Non-disruptive in vitro monitoring of cellular states with cell-free DNA methylation

Regenerative cell therapies and stem-based in vitro models all aspire the approximation of a given start cell to an alternate (often more mature) cell state. However, 'monitoring', hence controlling, such a dynamic process requires disruption of the precious sample, destroying architecture and introducing variation. Here, we establish real time-compatible, fully non-invasive monitoring of cell fates through simple cell-free DNA medium sampling. We demonstrate that cell-free DNA methylation non-disruptively reveals genome-wide DNA methylation transitions during epigenetic drug treatment in stem cells, and reports the gradual maturation of 3D hepatocytes grown in bioreactors.
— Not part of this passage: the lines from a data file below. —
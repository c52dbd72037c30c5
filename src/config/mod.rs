use crate::utils::retry::RetryPolicy;
use serde::Deserialize;
use std::env;
use std::time::Duration;

#[derive(Debug, Clone, Default, Deserialize)]
pub struct Config {
    pub gate: GateConfig,
    pub scoring: ScoringConfig,
    pub feed: FeedConfig,
}

/// Hard and soft filter thresholds for the quality gate
#[derive(Debug, Clone, Deserialize)]
pub struct GateConfig {
    pub min_body_chars: usize,
    pub min_title_chars: usize,
    pub max_title_emoji: usize,
    /// Uppercase ratio among letters above which a title is rejected
    pub caps_ratio_limit: f64,
    pub toxicity_limit: f64,
    pub sensationalism_limit: f64,
    pub factuality_floor: f64,
    /// Bias above this is annotated for downstream balancing, never rejected
    pub high_bias_threshold: f64,
}

impl Default for GateConfig {
    fn default() -> Self {
        Self {
            min_body_chars: 800,
            min_title_chars: 10,
            max_title_emoji: 3,
            caps_ratio_limit: 0.5,
            toxicity_limit: 0.4,
            sensationalism_limit: 0.65,
            factuality_floor: 0.45,
            high_bias_threshold: 0.7,
        }
    }
}

#[derive(Debug, Clone, Deserialize)]
pub struct ScoringConfig {
    /// Content-based share of the hybrid blend
    pub content_weight: f64,
    /// Collaborative share of the hybrid blend
    pub collaborative_weight: f64,
    /// Ranked lists from content and hybrid passes are capped to this length
    pub max_recommendations: usize,
    /// Mood-ranked lists are capped to this length
    pub mood_max_results: usize,
    /// Mood scores at or below this are dropped (0.30 internal = 30/100 display)
    pub mood_score_floor: f64,
    /// Bound of the random discovery bonus added by the mood scorer
    pub mood_jitter: f64,
    /// Engagement-score distance that still counts as a similar reader
    pub similarity_band: f64,
}

impl Default for ScoringConfig {
    fn default() -> Self {
        Self {
            content_weight: 0.7,
            collaborative_weight: 0.3,
            max_recommendations: 20,
            mood_max_results: 30,
            mood_score_floor: 0.30,
            mood_jitter: 0.1,
            similarity_band: 0.2,
        }
    }
}

#[derive(Debug, Clone, Deserialize)]
pub struct FeedConfig {
    /// Interval between automatic background refreshes
    pub auto_refresh_secs: u64,
    /// Articles requested per fetch
    pub page_size: usize,
    /// Attempt budget for the initial feed load
    pub initial_load_attempts: u32,
    pub initial_backoff_ms: u64,
    /// Broadcast capacity of the breaking-news event bus
    pub event_capacity: usize,
}

impl Default for FeedConfig {
    fn default() -> Self {
        Self {
            auto_refresh_secs: 300,
            page_size: 20,
            initial_load_attempts: 3,
            initial_backoff_ms: 500,
            event_capacity: 256,
        }
    }
}

impl FeedConfig {
    pub fn auto_refresh_interval(&self) -> Duration {
        Duration::from_secs(self.auto_refresh_secs.max(1))
    }

    pub fn initial_load_policy(&self) -> RetryPolicy {
        RetryPolicy {
            max_attempts: self.initial_load_attempts.max(1),
            initial_backoff: Duration::from_millis(self.initial_backoff_ms),
            ..RetryPolicy::default()
        }
    }
}

impl Config {
    pub fn from_env() -> Self {
        Config {
            gate: GateConfig {
                min_body_chars: env::var("GATE_MIN_BODY_CHARS")
                    .unwrap_or_else(|_| "800".to_string())
                    .parse()
                    .expect("GATE_MIN_BODY_CHARS must be a valid usize"),
                min_title_chars: env::var("GATE_MIN_TITLE_CHARS")
                    .unwrap_or_else(|_| "10".to_string())
                    .parse()
                    .expect("GATE_MIN_TITLE_CHARS must be a valid usize"),
                max_title_emoji: env::var("GATE_MAX_TITLE_EMOJI")
                    .unwrap_or_else(|_| "3".to_string())
                    .parse()
                    .expect("GATE_MAX_TITLE_EMOJI must be a valid usize"),
                caps_ratio_limit: env::var("GATE_CAPS_RATIO_LIMIT")
                    .unwrap_or_else(|_| "0.5".to_string())
                    .parse()
                    .expect("GATE_CAPS_RATIO_LIMIT must be a valid f64"),
                toxicity_limit: env::var("GATE_TOXICITY_LIMIT")
                    .unwrap_or_else(|_| "0.4".to_string())
                    .parse()
                    .expect("GATE_TOXICITY_LIMIT must be a valid f64"),
                sensationalism_limit: env::var("GATE_SENSATIONALISM_LIMIT")
                    .unwrap_or_else(|_| "0.65".to_string())
                    .parse()
                    .expect("GATE_SENSATIONALISM_LIMIT must be a valid f64"),
                factuality_floor: env::var("GATE_FACTUALITY_FLOOR")
                    .unwrap_or_else(|_| "0.45".to_string())
                    .parse()
                    .expect("GATE_FACTUALITY_FLOOR must be a valid f64"),
                high_bias_threshold: env::var("GATE_HIGH_BIAS_THRESHOLD")
                    .unwrap_or_else(|_| "0.7".to_string())
                    .parse()
                    .expect("GATE_HIGH_BIAS_THRESHOLD must be a valid f64"),
            },
            scoring: ScoringConfig {
                content_weight: env::var("SCORING_CONTENT_WEIGHT")
                    .unwrap_or_else(|_| "0.7".to_string())
                    .parse()
                    .expect("SCORING_CONTENT_WEIGHT must be a valid f64"),
                collaborative_weight: env::var("SCORING_COLLABORATIVE_WEIGHT")
                    .unwrap_or_else(|_| "0.3".to_string())
                    .parse()
                    .expect("SCORING_COLLABORATIVE_WEIGHT must be a valid f64"),
                max_recommendations: env::var("SCORING_MAX_RECOMMENDATIONS")
                    .unwrap_or_else(|_| "20".to_string())
                    .parse()
                    .expect("SCORING_MAX_RECOMMENDATIONS must be a valid usize"),
                mood_max_results: env::var("SCORING_MOOD_MAX_RESULTS")
                    .unwrap_or_else(|_| "30".to_string())
                    .parse()
                    .expect("SCORING_MOOD_MAX_RESULTS must be a valid usize"),
                mood_score_floor: env::var("SCORING_MOOD_SCORE_FLOOR")
                    .unwrap_or_else(|_| "0.30".to_string())
                    .parse()
                    .expect("SCORING_MOOD_SCORE_FLOOR must be a valid f64"),
                mood_jitter: env::var("SCORING_MOOD_JITTER")
                    .unwrap_or_else(|_| "0.1".to_string())
                    .parse()
                    .expect("SCORING_MOOD_JITTER must be a valid f64"),
                similarity_band: env::var("SCORING_SIMILARITY_BAND")
                    .unwrap_or_else(|_| "0.2".to_string())
                    .parse()
                    .expect("SCORING_SIMILARITY_BAND must be a valid f64"),
            },
            feed: FeedConfig {
                auto_refresh_secs: env::var("FEED_AUTO_REFRESH_SECS")
                    .unwrap_or_else(|_| "300".to_string())
                    .parse()
                    .expect("FEED_AUTO_REFRESH_SECS must be a valid u64"),
                page_size: env::var("FEED_PAGE_SIZE")
                    .unwrap_or_else(|_| "20".to_string())
                    .parse()
                    .expect("FEED_PAGE_SIZE must be a valid usize"),
                initial_load_attempts: env::var("FEED_INITIAL_LOAD_ATTEMPTS")
                    .unwrap_or_else(|_| "3".to_string())
                    .parse()
                    .expect("FEED_INITIAL_LOAD_ATTEMPTS must be a valid u32"),
                initial_backoff_ms: env::var("FEED_INITIAL_BACKOFF_MS")
                    .unwrap_or_else(|_| "500".to_string())
                    .parse()
                    .expect("FEED_INITIAL_BACKOFF_MS must be a valid u64"),
                event_capacity: env::var("FEED_EVENT_CAPACITY")
                    .unwrap_or_else(|_| "256".to_string())
                    .parse()
                    .expect("FEED_EVENT_CAPACITY must be a valid usize"),
            },
        }
    }
}

#[cfg(test)]
mod tests {
    use super::*;

    #[test]
    fn test_defaults_match_documented_thresholds() {
        let config = Config::default();

        assert_eq!(config.gate.min_body_chars, 800);
        assert_eq!(config.gate.min_title_chars, 10);
        assert_eq!(config.gate.toxicity_limit, 0.4);
        assert_eq!(config.scoring.content_weight, 0.7);
        assert_eq!(config.scoring.collaborative_weight, 0.3);
        assert_eq!(config.feed.auto_refresh_secs, 300);
    }

    #[test]
    fn test_initial_load_policy_uses_feed_settings() {
        let feed = FeedConfig {
            initial_load_attempts: 5,
            initial_backoff_ms: 50,
            ..FeedConfig::default()
        };

        let policy = feed.initial_load_policy();
        assert_eq!(policy.max_attempts, 5);
        assert_eq!(policy.initial_backoff, Duration::from_millis(50));
    }
}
Our cell-free DNA methylation platform enables monitoring a broad variety of in vitro systems, has implications for the real-time evaluation human therapeutic cells, and the potential to be readily integrated into large-scale bioreactor workflows. Overall design: Whole genome bisulfite profiling of cell-free and genomic DNA from KH2 mESCs treated with DNMT1-Inhibitor GSK-3484862 for four days, followed by a two day recovery period. DMSO-treated cells served as a negative control. Whole genome Nanopore-Sequencing of differentiating 3D bioreactor hepatocytes over 20 days.